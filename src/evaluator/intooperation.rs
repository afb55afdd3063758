use crate::Error;
use crate::ast::{NumberType, Value};
use std::iter::FusedIterator;
use std::marker::PhantomData;
use std::sync::Arc;

// Adapter layer that turns strongly-typed Rust functions into the erased
// `OperationFn` stored in `Function::Builtin`. Registration goes through
// `Env::register_builtin_operation` and friends or the static registry in
// `builtinops.rs`; nothing here touches scopes or evaluation.

/// Canonical erased builtin function type.
///
/// Builtins receive ownership of their argument vector so that they can
/// consume arguments without cloning.
pub type OperationFn = dyn Fn(Vec<Value>) -> Result<Value, Error> + Send + Sync;

// =====================================================================
// Fixed-position argument conversion
// =====================================================================

/// Turns one argument slot into a typed parameter.
///
/// `Param<'a>` is the type the builtin sees; it may borrow from the slot
/// (`&str`, sequence iterators) or take it by value (`Value`, `i64`).
pub trait FromParam {
    type Param<'a>;

    fn from_arg<'a>(value: &'a mut Value) -> Result<Self::Param<'a>, Error>;
}

impl FromParam for Value {
    type Param<'a> = Value;

    fn from_arg<'a>(value: &'a mut Value) -> Result<Self::Param<'a>, Error> {
        Ok(std::mem::replace(value, Value::Nil))
    }
}

// Scalars with a `TryFrom<Value>` impl in `ast.rs` (`i64`, `bool`)
impl<T> FromParam for T
where
    Value: TryInto<T, Error = Error>,
{
    type Param<'a> = T;

    fn from_arg<'a>(value: &'a mut Value) -> Result<Self::Param<'a>, Error> {
        std::mem::replace(value, Value::Nil).try_into()
    }
}

impl FromParam for &str {
    type Param<'a> = &'a str;

    fn from_arg<'a>(value: &'a mut Value) -> Result<Self::Param<'a>, Error> {
        if let Value::String(s) = value {
            Ok(s.as_str())
        } else {
            Err(Error::TypeError(format!("expected string, got {value}")))
        }
    }
}

/// A list or vector argument viewed as a typed iterator
impl<'b, K> FromParam for TypedValueIter<'b, K>
where
    K: ValueElementKind,
{
    type Param<'a> = TypedValueIter<'a, K>;

    fn from_arg<'a>(value: &'a mut Value) -> Result<Self::Param<'a>, Error> {
        match value {
            Value::List(items) | Value::Vector(items) => TypedValueIter::<K>::new(items),
            other => Err(Error::TypeError(format!("expected list or vector, got {other}"))),
        }
    }
}

// =====================================================================
// Typed iteration over value slices
// =====================================================================

/// How to view each element of a `Value` slice.
///
/// `precheck` validates the whole slice up front so that `project` never
/// sees an element of the wrong kind.
#[doc(hidden)]
pub trait ValueElementKind {
    type Item<'a>;

    fn precheck(slice: &[Value]) -> Result<(), Error>;
    fn project<'a>(v: &'a Value) -> Option<Self::Item<'a>>;
}

#[doc(hidden)]
pub struct TypedValueIter<'a, K: ValueElementKind> {
    inner: std::slice::Iter<'a, Value>,
    _marker: PhantomData<K>,
}

impl<'a, K> TypedValueIter<'a, K>
where
    K: ValueElementKind,
{
    pub(crate) fn new(values: &'a [Value]) -> Result<Self, Error> {
        K::precheck(values)?;
        Ok(TypedValueIter {
            inner: values.iter(),
            _marker: PhantomData,
        })
    }
}

impl<'a, K> Iterator for TypedValueIter<'a, K>
where
    K: ValueElementKind,
{
    type Item = K::Item<'a>;

    fn next(&mut self) -> Option<Self::Item> {
        self.inner.next().and_then(K::project)
    }

    fn size_hint(&self) -> (usize, Option<usize>) {
        self.inner.size_hint()
    }
}

impl<K> ExactSizeIterator for TypedValueIter<'_, K> where K: ValueElementKind {}
impl<K> FusedIterator for TypedValueIter<'_, K> where K: ValueElementKind {}

#[doc(hidden)]
pub struct ValueKind;

impl ValueElementKind for ValueKind {
    type Item<'a> = &'a Value;

    fn precheck(_slice: &[Value]) -> Result<(), Error> {
        Ok(())
    }

    fn project<'a>(v: &'a Value) -> Option<Self::Item<'a>> {
        Some(v)
    }
}

#[doc(hidden)]
pub struct NumberKind;

impl ValueElementKind for NumberKind {
    type Item<'a> = NumberType;

    fn precheck(slice: &[Value]) -> Result<(), Error> {
        match slice.iter().find(|v| !matches!(v, Value::Integer(_))) {
            Some(bad) => Err(Error::TypeError(format!("expected integer, got {bad}"))),
            None => Ok(()),
        }
    }

    fn project<'a>(v: &'a Value) -> Option<Self::Item<'a>> {
        if let Value::Integer(n) = v {
            Some(*n)
        } else {
            debug_assert!(false, "NumberKind::project saw a non-integer after precheck");
            None
        }
    }
}

#[doc(hidden)]
pub struct StringKind;

impl ValueElementKind for StringKind {
    type Item<'a> = &'a str;

    fn precheck(slice: &[Value]) -> Result<(), Error> {
        match slice.iter().find(|v| !matches!(v, Value::String(_))) {
            Some(bad) => Err(Error::TypeError(format!("expected string, got {bad}"))),
            None => Ok(()),
        }
    }

    fn project<'a>(v: &'a Value) -> Option<Self::Item<'a>> {
        if let Value::String(s) = v {
            Some(s.as_str())
        } else {
            debug_assert!(false, "StringKind::project saw a non-string after precheck");
            None
        }
    }
}

/// Borrowed iterator over raw values
pub type ValueIter<'a> = TypedValueIter<'a, ValueKind>;

/// Borrowed iterator over integer values, type-checked before the first element
pub type NumIter<'a> = TypedValueIter<'a, NumberKind>;

/// Borrowed iterator over string values, type-checked before the first element
pub type StringIter<'a> = TypedValueIter<'a, StringKind>;

// =====================================================================
// Rest parameters
// =====================================================================

/// Builds the trailing rest parameter from the unconsumed arguments
pub trait FromRest {
    type Param<'a>;

    fn from_rest<'a>(slice: &'a [Value]) -> Result<Self::Param<'a>, Error>;
}

impl<K> FromRest for TypedValueIter<'static, K>
where
    K: ValueElementKind,
{
    type Param<'a> = TypedValueIter<'a, K>;

    fn from_rest<'a>(slice: &'a [Value]) -> Result<Self::Param<'a>, Error> {
        TypedValueIter::<K>::new(slice)
    }
}

// =====================================================================
// Return values
// =====================================================================

/// Normalizes builtin return types to `Result<Value, Error>`
pub trait IntoValueResult {
    fn into_value_result(self) -> Result<Value, Error>;
}

impl<T> IntoValueResult for Result<T, Error>
where
    T: Into<Value>,
{
    fn into_value_result(self) -> Result<Value, Error> {
        self.map(Into::into)
    }
}

impl<T> IntoValueResult for T
where
    T: Into<Value>,
{
    fn into_value_result(self) -> Result<Value, Error> {
        Ok(self.into())
    }
}

/// Converts a fixed-arity Rust function into an [`OperationFn`].
///
/// The argument count is checked against the function's parameter count
/// before any conversion happens.
pub trait IntoOperation<Args> {
    fn into_operation(self) -> Arc<OperationFn>;
}

/// Converts a function whose last parameter is a rest iterator
/// (`ValueIter`, `NumIter` or `StringIter`), optionally after a fixed
/// prefix of [`FromParam`] parameters, into an [`OperationFn`].
pub trait IntoVariadicOperation<Args> {
    fn into_variadic_operation(self) -> Arc<OperationFn>;
}

// =====================================================================
// Variadic adapters
// =====================================================================

impl<F, I, R> IntoVariadicOperation<(I,)> for F
where
    I: FromRest,
    F: for<'a> Fn(<I as FromRest>::Param<'a>) -> R + Send + Sync + 'static,
    R: IntoValueResult,
{
    fn into_variadic_operation(self) -> Arc<OperationFn> {
        Arc::new(move |args: Vec<Value>| {
            let rest = <I as FromRest>::from_rest(&args)?;
            (self)(rest).into_value_result()
        })
    }
}

macro_rules! impl_into_variadic_operation_for_prefix_and_rest {
    ($prefix:expr, $( $v:ident, $p:ident : $A:ident ),+ ) => {
        impl<F, I, R, $( $A ),+> IntoVariadicOperation<( $( $A, )+ I, )> for F
        where
            I: FromRest,
            $( $A: FromParam, )+
            F: for<'a> Fn(
                    $( <$A as FromParam>::Param<'a> ),+,
                    <I as FromRest>::Param<'a>,
                ) -> R
                + Send
                + Sync
                + 'static,
            R: IntoValueResult,
        {
            fn into_variadic_operation(self) -> Arc<OperationFn> {
                Arc::new(move |mut args: Vec<Value>| {
                    let len = args.len();
                    match args.as_mut_slice() {
                        &mut [ $( ref mut $v ),+, ref mut rest @ .. ] => {
                            $(
                                let $p: <$A as FromParam>::Param<'_> =
                                    <$A as FromParam>::from_arg($v)?;
                            )+
                            let rest_param: <I as FromRest>::Param<'_> =
                                <I as FromRest>::from_rest(&*rest)?;

                            (self)( $( $p ),+, rest_param ).into_value_result()
                        }
                        _ => Err(Error::arity_error($prefix, len)),
                    }
                })
            }
        }
    };
}

impl_into_variadic_operation_for_prefix_and_rest!(1, v0, p0: A1);
impl_into_variadic_operation_for_prefix_and_rest!(2, v0, p0: A1, v1, p1: A2);

// =====================================================================
// Fixed-arity adapters
// =====================================================================

// 0-arg functions / closures
impl<F, R> IntoOperation<()> for F
where
    F: Fn() -> R + Send + Sync + 'static,
    R: IntoValueResult,
{
    fn into_operation(self) -> Arc<OperationFn> {
        Arc::new(move |args: Vec<Value>| {
            if !args.is_empty() {
                return Err(Error::arity_error(0, args.len()));
            }
            (self)().into_value_result()
        })
    }
}

/// Destructures the owned argument vector into local slots so that each
/// `FromParam` can borrow from or consume its slot.
macro_rules! impl_into_operation_for_arity {
    ($arity:expr, $( $v:ident, $p:ident : $A:ident ),+ ) => {
        impl<F, R, $( $A ),+> IntoOperation<( $( $A, )+ )> for F
        where
            F: for<'a> Fn( $( <$A as FromParam>::Param<'a> ),+ ) -> R
                + Send
                + Sync
                + 'static,
            $( $A: FromParam, )+
            R: IntoValueResult,
        {
            fn into_operation(self) -> Arc<OperationFn> {
                Arc::new(move |mut args: Vec<Value>| {
                    let len = args.len();
                    match args.as_mut_slice() {
                        &mut [ $( ref mut $v ),+ ] => {
                            $(
                                let $p: <$A as FromParam>::Param<'_> =
                                    <$A as FromParam>::from_arg($v)?;
                            )+
                            (self)( $( $p ),+ ).into_value_result()
                        }
                        _ => Err(Error::arity_error($arity, len)),
                    }
                })
            }
        }
    };
}

impl_into_operation_for_arity!(1, v0, p0: A1);
impl_into_operation_for_arity!(2, v0, p0: A1, v1, p1: A2);
impl_into_operation_for_arity!(3, v0, p0: A1, v1, p1: A2, v2, p2: A3);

# Work required
Check each line in the records for the word "IntoVariadicOperation" and say how many have it, with nothing else.

# Problem solution
3